Saat itu, di atas panggung yang tingginya nggak lebih dari setengah meter, terdapat Sansan (vokal), Josaphat (gitar), Rudye (Keyboard), Angga Tetsuya (Bas), Dochi (gitar), dan Davi (drum) kembali memainkan sebuah tembang emo legendaris dari Saosin, Seven Years.
"Padahal belum sempat latihan, tuh, yang Seven Years, langsung hajar aja, hehehe...," kata Dochi setelah turun panggung.
Kenangan ini mau nggak mau menyeruak ketika HAI melihat poster sebuah acara yang pernah berlangsung di Borneo Beerhouse, Kemang, pada 23 September 2017 yang menghadirkan para pionir scene emo di Jakarta.
Arck, Too Late To Notice, Side Project, dan Seems Like Yesterday bakal manggung bareng di acara yang diberi nama Party Like It's 2008.
Yap, di Indonesia, emo tumbuh pada kisaran 2003-2006 dan membesar setelahnya.
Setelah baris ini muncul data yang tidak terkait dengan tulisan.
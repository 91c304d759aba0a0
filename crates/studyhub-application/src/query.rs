//! Read-side query facade.
//!
//! Pure composition over the session store and membership manager for the
//! listing use cases (status tabs, free-text search, per-subject lists).
//! No side effects; every query may be re-issued safely.

use chrono::{DateTime, Utc};
use serde::Serialize;
use std::sync::Arc;
use studyhub_core::error::Result;
use studyhub_core::membership::MembershipManager;
use studyhub_core::session::{Session, SessionFilter, SessionStatus, SessionStore};

/// A session as consumers see it: the stored record plus the derived
/// participant count.
#[derive(Debug, Clone, PartialEq, Serialize)]
pub struct SessionView {
    pub id: String,
    pub title: String,
    pub subject_id: String,
    pub host_id: String,
    pub status: SessionStatus,
    pub start_time: DateTime<Utc>,
    pub end_time: Option<DateTime<Utc>>,
    pub max_participants: u32,
    /// Live count of joined memberships; never stored, always derived
    pub current_participants: u32,
    pub channel_id: String,
}

impl SessionView {
    fn from_parts(session: Session, current_participants: u32) -> Self {
        Self {
            id: session.id,
            title: session.title,
            subject_id: session.subject_id,
            host_id: session.host_id,
            status: session.status,
            start_time: session.start_time,
            end_time: session.end_time,
            max_participants: session.max_participants,
            current_participants,
            channel_id: session.channel_id,
        }
    }

    /// Whether another actor could still join (capacity-wise).
    pub fn has_free_slot(&self) -> bool {
        self.current_participants < self.max_participants
    }
}

/// Read-only facade over sessions and their participant counts.
pub struct SessionQueryService {
    store: Arc<SessionStore>,
    memberships: Arc<MembershipManager>,
}

impl SessionQueryService {
    pub fn new(store: Arc<SessionStore>, memberships: Arc<MembershipManager>) -> Self {
        Self { store, memberships }
    }

    /// Fetches one session with its derived participant count.
    ///
    /// # Errors
    ///
    /// Returns `NotFound` for an unknown id.
    pub async fn get(&self, session_id: &str) -> Result<SessionView> {
        let session = self.store.get_session(session_id).await?;
        let count = self.memberships.current_participants(session_id).await?;
        Ok(SessionView::from_parts(session, count))
    }

    /// Lists sessions matching `filter`, in stable insertion order.
    pub async fn list(&self, filter: &SessionFilter) -> Result<Vec<SessionView>> {
        let sessions = self.store.list_sessions(filter).await?;
        let mut views = Vec::with_capacity(sessions.len());
        for session in sessions {
            let count = self.memberships.current_participants(&session.id).await?;
            views.push(SessionView::from_parts(session, count));
        }
        Ok(views)
    }

    /// Sessions for one subject's detail page.
    pub async fn list_by_subject(&self, subject_id: &str) -> Result<Vec<SessionView>> {
        self.list(&SessionFilter::all().with_subject(subject_id)).await
    }

    /// Sessions for one status tab.
    pub async fn list_by_status(&self, status: SessionStatus) -> Result<Vec<SessionView>> {
        self.list(&SessionFilter::all().with_status(status)).await
    }

    /// Free-text title search (case-insensitive substring).
    pub async fn search(&self, query: &str) -> Result<Vec<SessionView>> {
        self.list(&SessionFilter::all().with_text(query)).await
    }
}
Nggak heran jika 2008 dianggap sebagai momen puncak yang paling dikenang.
Balik lagi ke gig di tahun 2015 yang bernama Risorgimento itu. Di sana beberapa "alumni" KILLMS kembali berkumpul bersama dan merasakan atmosfir gig di era pertengahan 2000-an, ketika wabah emo tengah melanda di seantero Ibu Kota, dan menjalar ke beberapa kota lainnya di Indonesia.
Baca Juga: Afgan Perkenalkan Single Terbaru Bertajuk 'Pendam' dari EP '+62'
Sebelum KILLMS dikenal banyak orang, masih di era itu, nama-nama seperti Killed By Butterfly, Seems Like Yesterday, The Side Project, Jakarta Flames, Sweet As Revenge juga telah dikenal.
Menurut Aldy, gitaris sekaligus frontman Seems Like Yesterday, geliat band-band emo di luar kota selain Jakarta juga cukup tinggi, ada nama-nama The Astronauts dan End of Julia dari Yogyakarta, sedangkan dari Bandung ada Alone at last, Love Hate Love, hingga Jolly Jumper.
"Dulu, pas gue awal nge-band, belum ada scene emo. Band emo pun masing-masing mainnya di acara melodic atau gig campuran hardcore/ metal. Acara pertama yang ada emo-emonya itu kayaknya We No Need No Emo 1, di Rogue, Kemang, Jakarta Selatan. Sekitar 2003 atau 2004-an gitu," kata Aldy.